Task directions: All lines below containing the string "contains" are to be copied.
Data extract Block Start
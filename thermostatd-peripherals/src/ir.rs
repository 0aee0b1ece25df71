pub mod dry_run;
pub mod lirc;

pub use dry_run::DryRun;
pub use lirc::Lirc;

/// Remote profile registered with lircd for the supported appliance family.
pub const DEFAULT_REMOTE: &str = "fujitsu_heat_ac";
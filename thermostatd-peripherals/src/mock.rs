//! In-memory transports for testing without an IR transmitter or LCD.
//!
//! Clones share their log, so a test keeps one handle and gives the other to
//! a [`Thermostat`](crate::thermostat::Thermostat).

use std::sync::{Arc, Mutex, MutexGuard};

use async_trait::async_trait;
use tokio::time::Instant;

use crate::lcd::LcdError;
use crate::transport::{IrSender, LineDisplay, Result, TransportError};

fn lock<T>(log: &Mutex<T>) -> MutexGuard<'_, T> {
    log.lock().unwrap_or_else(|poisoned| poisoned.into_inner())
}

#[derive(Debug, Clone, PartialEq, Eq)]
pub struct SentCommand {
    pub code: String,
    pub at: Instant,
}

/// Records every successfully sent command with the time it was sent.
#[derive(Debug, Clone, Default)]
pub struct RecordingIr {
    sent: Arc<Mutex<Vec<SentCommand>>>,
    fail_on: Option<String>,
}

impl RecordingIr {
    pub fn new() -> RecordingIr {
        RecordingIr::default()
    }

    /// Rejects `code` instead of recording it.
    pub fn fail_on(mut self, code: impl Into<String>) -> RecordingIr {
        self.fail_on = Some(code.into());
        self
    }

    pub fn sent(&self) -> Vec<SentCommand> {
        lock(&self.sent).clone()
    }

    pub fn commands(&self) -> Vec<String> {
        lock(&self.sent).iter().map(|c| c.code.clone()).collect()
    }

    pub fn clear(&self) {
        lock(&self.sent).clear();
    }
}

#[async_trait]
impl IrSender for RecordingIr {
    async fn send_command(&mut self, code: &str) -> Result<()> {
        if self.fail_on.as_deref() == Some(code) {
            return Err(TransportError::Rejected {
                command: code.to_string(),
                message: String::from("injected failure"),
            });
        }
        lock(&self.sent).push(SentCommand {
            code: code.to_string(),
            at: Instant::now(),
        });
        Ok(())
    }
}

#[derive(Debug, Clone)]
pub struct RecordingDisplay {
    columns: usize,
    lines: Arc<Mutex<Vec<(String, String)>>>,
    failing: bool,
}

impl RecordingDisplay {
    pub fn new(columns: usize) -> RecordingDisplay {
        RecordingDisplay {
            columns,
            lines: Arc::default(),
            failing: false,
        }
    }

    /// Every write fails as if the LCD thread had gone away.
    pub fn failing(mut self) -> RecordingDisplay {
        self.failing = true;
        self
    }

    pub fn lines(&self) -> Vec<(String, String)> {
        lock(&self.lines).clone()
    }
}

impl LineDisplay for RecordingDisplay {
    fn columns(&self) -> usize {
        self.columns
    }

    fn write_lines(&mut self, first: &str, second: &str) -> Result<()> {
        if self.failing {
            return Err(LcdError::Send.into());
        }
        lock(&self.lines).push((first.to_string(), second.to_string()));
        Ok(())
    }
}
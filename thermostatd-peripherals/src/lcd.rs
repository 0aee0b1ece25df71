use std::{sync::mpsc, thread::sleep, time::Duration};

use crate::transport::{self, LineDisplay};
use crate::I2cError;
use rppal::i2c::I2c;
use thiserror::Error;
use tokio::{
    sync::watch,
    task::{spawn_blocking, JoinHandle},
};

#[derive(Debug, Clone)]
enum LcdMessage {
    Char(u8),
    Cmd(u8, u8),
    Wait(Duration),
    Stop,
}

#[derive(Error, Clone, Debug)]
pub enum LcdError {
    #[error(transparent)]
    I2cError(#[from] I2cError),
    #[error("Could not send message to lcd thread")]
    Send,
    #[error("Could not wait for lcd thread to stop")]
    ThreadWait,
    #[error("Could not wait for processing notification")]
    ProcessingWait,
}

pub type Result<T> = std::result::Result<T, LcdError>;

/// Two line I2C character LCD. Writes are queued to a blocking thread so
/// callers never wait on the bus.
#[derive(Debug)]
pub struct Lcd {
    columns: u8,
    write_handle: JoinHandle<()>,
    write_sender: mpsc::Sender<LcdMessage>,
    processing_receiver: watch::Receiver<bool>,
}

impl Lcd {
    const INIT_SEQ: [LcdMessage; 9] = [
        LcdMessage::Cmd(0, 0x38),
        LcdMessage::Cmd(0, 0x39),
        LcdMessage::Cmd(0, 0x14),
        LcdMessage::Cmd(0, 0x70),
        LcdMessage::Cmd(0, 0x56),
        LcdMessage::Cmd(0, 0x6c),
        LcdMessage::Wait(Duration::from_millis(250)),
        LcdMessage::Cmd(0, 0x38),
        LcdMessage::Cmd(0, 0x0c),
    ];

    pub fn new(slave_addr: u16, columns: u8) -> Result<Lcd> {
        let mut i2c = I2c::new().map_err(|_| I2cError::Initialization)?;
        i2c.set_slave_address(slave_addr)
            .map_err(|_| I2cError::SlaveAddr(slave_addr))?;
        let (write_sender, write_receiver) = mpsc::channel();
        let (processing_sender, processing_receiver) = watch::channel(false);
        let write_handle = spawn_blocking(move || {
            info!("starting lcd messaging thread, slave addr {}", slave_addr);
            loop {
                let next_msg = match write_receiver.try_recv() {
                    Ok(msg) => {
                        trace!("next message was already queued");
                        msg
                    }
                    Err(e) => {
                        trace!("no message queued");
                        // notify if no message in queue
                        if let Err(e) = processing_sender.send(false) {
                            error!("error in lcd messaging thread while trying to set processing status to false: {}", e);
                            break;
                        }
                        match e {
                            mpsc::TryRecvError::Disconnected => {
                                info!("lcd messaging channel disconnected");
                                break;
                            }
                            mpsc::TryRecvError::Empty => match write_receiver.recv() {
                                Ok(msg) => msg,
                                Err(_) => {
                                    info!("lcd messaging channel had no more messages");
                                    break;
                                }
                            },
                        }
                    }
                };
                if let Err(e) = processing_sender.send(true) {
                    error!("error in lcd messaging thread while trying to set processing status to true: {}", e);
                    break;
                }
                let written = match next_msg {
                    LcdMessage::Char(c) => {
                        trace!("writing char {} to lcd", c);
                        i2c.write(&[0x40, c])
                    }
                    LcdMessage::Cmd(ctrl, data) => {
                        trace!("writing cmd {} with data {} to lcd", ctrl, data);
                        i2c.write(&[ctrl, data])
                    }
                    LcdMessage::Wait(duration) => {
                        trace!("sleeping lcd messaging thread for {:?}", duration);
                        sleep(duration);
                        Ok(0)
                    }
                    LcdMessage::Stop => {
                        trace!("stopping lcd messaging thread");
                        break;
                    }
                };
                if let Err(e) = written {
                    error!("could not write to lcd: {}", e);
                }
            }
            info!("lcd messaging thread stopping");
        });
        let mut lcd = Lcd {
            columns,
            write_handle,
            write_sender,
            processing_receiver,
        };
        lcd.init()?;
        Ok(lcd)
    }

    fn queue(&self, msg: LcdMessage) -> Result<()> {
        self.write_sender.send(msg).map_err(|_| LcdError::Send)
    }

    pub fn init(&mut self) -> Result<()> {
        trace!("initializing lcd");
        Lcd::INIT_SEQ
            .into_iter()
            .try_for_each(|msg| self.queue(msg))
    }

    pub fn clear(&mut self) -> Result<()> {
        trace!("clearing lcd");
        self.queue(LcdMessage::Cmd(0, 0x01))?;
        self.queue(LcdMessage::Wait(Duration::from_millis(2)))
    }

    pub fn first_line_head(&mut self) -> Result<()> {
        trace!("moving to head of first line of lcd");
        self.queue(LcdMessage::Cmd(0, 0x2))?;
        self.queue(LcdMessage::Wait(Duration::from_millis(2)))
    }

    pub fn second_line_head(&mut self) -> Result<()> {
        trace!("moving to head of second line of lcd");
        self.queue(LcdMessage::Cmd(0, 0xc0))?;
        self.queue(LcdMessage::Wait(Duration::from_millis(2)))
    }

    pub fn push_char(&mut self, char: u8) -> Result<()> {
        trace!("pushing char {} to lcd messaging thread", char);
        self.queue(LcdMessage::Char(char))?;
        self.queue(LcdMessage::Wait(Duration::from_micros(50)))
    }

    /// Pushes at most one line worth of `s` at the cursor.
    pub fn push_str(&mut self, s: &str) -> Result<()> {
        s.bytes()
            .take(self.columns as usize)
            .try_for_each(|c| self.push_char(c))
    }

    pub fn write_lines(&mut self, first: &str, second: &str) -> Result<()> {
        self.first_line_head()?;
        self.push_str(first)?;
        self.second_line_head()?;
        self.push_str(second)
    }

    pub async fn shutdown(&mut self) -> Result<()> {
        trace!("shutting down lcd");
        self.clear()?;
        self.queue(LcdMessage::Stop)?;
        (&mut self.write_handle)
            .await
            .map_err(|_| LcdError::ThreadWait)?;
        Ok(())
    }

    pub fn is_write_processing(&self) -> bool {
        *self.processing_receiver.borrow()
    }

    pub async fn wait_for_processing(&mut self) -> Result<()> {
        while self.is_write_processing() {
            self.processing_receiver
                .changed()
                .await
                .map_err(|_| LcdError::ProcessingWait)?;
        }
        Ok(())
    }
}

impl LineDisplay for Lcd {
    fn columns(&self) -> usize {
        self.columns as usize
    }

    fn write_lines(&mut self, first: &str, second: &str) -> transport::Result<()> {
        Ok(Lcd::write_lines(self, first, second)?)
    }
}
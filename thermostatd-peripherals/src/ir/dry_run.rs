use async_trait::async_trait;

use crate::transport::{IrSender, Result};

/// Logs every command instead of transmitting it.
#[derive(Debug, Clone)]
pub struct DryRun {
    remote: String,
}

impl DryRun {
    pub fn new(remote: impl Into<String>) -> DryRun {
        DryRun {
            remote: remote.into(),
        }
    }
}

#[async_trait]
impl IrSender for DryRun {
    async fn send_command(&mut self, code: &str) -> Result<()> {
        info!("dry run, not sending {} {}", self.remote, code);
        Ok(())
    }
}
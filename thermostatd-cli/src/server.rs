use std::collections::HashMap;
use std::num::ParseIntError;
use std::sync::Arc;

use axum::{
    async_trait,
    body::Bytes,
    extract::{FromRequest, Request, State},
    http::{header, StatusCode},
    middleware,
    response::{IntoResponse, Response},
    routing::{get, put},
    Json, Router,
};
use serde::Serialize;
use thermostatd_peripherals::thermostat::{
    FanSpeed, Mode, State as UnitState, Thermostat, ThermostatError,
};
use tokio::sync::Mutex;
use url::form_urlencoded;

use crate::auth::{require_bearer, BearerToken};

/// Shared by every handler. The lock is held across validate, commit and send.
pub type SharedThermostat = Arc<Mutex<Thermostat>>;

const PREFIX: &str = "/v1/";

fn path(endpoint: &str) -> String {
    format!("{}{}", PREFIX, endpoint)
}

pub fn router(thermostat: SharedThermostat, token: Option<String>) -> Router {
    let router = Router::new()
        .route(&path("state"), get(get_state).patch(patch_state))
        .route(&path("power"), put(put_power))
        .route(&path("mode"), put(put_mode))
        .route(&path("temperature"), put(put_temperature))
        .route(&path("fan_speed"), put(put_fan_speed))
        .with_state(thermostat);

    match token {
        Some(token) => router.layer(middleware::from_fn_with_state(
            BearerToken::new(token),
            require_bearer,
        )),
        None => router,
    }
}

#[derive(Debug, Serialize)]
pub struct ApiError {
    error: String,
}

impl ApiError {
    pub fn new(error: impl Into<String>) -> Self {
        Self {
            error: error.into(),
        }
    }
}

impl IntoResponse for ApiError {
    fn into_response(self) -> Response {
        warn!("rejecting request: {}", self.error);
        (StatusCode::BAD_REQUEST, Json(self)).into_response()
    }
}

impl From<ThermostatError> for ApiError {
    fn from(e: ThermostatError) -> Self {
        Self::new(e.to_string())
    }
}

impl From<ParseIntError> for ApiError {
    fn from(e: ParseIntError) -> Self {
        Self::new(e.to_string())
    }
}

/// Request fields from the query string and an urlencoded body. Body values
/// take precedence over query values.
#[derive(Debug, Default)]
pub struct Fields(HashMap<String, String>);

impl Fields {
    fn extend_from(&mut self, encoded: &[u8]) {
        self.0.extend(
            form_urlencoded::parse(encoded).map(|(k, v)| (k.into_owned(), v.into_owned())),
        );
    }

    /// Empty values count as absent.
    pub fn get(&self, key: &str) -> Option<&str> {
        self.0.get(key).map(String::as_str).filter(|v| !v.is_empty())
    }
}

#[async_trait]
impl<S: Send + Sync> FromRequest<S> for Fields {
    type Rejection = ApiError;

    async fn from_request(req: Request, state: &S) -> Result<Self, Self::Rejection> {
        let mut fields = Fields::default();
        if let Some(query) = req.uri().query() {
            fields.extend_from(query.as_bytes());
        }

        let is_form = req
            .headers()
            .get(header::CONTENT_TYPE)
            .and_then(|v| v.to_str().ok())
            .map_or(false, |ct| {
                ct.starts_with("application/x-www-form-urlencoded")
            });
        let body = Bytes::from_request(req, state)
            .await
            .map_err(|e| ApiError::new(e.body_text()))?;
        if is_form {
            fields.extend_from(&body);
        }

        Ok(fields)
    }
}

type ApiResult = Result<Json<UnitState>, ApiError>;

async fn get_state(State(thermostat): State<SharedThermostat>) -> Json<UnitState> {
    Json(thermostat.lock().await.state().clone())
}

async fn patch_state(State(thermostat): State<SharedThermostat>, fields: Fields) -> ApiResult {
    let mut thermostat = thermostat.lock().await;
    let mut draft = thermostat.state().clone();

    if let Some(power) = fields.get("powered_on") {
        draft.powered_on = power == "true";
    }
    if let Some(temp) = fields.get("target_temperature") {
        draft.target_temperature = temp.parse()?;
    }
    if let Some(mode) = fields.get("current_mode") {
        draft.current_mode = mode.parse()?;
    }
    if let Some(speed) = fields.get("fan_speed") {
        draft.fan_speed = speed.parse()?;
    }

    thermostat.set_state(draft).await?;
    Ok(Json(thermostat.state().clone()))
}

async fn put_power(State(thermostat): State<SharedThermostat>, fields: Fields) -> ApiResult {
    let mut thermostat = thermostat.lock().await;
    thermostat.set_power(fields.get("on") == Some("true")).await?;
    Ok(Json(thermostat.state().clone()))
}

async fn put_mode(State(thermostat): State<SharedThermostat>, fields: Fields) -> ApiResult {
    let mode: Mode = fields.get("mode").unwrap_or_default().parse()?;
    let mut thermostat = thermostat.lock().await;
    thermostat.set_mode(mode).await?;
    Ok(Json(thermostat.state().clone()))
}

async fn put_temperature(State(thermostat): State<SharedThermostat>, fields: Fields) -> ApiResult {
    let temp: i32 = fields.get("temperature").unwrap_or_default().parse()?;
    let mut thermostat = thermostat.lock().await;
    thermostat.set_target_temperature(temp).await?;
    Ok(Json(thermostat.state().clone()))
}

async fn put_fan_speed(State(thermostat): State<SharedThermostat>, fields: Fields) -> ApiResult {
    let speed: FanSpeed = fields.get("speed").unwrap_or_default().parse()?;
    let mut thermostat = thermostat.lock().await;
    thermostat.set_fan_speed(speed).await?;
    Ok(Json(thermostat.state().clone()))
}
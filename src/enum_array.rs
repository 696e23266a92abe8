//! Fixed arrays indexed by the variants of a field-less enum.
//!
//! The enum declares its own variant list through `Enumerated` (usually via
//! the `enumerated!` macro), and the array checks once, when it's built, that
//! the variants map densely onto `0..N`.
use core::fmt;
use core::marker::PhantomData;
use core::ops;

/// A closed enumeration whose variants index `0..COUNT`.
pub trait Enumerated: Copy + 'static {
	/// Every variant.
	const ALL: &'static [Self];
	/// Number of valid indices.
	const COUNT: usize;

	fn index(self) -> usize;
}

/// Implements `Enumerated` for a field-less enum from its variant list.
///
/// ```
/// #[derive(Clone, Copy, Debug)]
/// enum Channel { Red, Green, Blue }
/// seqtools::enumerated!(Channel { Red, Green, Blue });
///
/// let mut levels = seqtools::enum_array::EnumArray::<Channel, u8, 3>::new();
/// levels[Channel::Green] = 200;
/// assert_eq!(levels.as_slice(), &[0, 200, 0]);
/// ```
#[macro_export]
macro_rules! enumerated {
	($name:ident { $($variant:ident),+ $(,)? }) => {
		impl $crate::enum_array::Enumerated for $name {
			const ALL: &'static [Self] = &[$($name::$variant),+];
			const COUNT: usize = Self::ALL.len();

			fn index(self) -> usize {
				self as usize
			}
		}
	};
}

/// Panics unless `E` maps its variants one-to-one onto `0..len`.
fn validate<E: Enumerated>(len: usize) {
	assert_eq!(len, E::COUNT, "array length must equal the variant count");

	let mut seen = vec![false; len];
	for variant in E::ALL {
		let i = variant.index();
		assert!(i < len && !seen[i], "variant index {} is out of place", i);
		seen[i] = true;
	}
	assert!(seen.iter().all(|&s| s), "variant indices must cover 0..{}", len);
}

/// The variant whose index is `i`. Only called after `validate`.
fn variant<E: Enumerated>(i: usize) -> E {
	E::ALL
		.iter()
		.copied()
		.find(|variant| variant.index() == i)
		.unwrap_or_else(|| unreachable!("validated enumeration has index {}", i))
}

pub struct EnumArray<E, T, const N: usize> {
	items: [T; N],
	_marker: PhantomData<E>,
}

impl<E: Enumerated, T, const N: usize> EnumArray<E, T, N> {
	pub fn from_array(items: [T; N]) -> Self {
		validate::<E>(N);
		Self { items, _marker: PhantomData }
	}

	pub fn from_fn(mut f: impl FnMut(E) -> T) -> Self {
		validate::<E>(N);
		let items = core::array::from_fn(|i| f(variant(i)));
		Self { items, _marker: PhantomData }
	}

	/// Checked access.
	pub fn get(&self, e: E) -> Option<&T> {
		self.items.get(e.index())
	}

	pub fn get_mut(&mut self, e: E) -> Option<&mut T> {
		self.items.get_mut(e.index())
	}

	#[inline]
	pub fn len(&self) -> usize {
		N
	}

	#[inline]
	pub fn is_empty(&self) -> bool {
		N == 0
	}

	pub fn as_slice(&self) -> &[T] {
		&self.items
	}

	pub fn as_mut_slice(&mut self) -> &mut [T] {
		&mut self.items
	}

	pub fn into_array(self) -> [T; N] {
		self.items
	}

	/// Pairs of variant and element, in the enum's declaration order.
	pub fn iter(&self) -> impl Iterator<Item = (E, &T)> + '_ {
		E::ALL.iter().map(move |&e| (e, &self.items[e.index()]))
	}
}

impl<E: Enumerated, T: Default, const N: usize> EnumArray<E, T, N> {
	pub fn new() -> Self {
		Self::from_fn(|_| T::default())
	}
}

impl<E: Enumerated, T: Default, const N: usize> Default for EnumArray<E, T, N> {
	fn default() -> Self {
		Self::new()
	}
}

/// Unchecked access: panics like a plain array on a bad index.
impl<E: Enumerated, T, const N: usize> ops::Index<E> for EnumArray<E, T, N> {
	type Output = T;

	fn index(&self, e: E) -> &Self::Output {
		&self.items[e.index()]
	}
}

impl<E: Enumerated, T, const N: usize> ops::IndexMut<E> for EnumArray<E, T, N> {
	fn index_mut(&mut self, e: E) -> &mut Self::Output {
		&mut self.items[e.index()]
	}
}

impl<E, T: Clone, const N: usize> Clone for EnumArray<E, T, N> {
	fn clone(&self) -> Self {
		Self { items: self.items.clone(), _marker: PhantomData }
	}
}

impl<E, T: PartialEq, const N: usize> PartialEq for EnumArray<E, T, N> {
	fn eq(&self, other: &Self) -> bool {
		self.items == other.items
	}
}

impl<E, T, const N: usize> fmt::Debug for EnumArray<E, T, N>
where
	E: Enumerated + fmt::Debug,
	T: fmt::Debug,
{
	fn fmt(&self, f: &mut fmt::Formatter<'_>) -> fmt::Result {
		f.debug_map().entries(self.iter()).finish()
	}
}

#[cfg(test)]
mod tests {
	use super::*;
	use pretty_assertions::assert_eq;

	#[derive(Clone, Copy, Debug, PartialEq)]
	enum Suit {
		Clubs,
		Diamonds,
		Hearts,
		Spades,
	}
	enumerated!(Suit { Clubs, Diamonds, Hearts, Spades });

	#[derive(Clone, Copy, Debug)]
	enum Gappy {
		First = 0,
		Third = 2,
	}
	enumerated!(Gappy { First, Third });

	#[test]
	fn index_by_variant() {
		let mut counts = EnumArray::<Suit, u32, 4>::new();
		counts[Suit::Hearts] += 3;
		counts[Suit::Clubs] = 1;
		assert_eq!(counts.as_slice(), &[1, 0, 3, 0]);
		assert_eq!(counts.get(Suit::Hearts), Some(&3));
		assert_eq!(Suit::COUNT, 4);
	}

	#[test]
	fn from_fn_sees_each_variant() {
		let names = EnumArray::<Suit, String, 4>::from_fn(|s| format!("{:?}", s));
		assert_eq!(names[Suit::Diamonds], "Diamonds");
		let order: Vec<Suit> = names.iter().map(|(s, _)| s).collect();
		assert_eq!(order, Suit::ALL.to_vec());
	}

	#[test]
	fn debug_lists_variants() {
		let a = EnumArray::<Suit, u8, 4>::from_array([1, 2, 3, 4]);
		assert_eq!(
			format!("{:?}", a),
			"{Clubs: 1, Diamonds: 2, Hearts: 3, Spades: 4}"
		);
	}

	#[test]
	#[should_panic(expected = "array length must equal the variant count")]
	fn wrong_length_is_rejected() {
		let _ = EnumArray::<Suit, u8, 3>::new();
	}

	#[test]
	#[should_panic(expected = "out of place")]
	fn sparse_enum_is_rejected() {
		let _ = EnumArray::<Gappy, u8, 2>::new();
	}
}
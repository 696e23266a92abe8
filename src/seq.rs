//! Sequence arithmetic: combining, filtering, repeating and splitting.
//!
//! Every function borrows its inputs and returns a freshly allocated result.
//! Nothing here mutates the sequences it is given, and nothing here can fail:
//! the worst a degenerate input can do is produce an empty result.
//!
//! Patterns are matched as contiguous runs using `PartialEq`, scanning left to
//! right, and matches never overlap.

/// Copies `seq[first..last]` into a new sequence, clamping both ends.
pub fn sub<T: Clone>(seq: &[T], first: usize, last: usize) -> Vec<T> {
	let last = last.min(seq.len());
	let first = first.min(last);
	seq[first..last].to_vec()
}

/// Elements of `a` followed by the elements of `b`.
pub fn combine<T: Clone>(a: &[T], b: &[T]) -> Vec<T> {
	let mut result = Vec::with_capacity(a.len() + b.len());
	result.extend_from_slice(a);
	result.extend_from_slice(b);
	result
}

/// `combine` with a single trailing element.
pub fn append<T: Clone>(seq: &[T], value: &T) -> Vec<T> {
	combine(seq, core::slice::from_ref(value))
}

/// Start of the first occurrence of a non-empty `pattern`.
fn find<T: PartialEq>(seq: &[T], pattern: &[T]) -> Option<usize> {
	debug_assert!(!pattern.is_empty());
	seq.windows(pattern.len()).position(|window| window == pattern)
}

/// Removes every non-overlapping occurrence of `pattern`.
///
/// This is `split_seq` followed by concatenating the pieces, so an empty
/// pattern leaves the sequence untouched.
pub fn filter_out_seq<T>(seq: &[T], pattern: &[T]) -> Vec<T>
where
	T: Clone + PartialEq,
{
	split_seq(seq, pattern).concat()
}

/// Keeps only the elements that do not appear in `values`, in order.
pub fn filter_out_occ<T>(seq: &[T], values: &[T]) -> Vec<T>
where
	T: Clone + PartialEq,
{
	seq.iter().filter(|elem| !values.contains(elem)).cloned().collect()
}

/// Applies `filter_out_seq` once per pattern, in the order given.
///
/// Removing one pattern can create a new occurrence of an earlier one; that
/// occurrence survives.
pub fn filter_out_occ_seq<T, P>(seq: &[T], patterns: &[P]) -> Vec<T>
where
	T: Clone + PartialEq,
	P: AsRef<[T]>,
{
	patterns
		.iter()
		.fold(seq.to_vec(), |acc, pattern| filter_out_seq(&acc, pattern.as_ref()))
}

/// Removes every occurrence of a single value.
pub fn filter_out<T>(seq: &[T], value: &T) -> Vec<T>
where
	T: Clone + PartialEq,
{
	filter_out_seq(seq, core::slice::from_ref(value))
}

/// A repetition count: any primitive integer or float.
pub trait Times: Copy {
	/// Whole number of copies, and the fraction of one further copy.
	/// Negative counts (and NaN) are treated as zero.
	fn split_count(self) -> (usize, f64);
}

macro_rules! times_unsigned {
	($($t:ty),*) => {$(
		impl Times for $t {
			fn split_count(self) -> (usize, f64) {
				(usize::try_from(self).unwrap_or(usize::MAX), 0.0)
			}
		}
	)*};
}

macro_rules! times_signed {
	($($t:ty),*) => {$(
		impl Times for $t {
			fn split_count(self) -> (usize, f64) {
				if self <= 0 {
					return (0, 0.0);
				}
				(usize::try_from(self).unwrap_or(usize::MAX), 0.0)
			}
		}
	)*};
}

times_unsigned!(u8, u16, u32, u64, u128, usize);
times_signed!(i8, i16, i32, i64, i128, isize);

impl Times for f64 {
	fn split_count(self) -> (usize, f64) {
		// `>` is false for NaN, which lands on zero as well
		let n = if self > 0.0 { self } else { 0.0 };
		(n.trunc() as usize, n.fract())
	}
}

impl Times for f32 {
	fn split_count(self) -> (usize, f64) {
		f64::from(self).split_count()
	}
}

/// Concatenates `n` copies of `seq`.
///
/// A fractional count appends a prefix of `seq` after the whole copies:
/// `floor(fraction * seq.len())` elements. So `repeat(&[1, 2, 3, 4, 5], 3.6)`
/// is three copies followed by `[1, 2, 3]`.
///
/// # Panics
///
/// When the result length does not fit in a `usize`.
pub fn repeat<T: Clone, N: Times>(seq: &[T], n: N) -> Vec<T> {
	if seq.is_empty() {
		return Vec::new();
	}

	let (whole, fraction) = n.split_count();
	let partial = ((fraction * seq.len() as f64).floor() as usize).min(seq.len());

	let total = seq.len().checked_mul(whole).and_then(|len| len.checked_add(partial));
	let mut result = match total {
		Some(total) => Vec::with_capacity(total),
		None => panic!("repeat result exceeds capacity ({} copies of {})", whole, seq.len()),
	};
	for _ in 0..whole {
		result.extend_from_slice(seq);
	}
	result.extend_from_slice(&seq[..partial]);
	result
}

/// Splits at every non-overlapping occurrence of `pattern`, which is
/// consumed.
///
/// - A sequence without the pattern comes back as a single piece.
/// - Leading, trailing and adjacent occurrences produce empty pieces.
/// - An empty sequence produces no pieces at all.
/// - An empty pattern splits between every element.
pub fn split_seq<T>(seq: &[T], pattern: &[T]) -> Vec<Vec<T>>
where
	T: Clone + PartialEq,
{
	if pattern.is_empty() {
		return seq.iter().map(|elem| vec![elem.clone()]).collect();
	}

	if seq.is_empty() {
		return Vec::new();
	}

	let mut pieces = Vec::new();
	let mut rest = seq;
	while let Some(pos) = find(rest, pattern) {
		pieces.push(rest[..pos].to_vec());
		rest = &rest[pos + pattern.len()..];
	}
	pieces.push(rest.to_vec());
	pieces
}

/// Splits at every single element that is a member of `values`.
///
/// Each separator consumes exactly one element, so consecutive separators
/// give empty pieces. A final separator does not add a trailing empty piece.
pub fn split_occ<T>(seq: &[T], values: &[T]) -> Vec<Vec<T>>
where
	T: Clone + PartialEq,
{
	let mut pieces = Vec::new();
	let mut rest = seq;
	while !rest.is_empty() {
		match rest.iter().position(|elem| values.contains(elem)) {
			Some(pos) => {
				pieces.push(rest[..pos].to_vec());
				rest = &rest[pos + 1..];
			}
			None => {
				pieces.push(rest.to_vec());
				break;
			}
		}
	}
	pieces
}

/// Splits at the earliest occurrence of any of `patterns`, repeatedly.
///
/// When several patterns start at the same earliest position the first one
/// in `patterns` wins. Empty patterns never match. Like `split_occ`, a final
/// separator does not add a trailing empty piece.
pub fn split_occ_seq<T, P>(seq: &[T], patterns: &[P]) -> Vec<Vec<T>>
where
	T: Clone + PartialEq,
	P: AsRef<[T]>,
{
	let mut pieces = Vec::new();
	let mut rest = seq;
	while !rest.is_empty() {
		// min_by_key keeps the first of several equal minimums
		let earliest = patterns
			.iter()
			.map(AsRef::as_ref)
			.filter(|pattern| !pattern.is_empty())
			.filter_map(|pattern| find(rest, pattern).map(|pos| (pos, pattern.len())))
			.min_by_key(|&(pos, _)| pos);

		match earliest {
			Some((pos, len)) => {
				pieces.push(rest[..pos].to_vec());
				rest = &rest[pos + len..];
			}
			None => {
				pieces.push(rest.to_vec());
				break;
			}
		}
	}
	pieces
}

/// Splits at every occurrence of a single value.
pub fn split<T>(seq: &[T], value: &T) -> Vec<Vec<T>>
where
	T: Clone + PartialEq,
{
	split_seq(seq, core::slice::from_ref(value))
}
Data extract Block End
Task solution:
	seq.iter().filter(|elem| !values.contains(elem)).cloned().collect()
		match rest.iter().position(|elem| values.contains(elem)) {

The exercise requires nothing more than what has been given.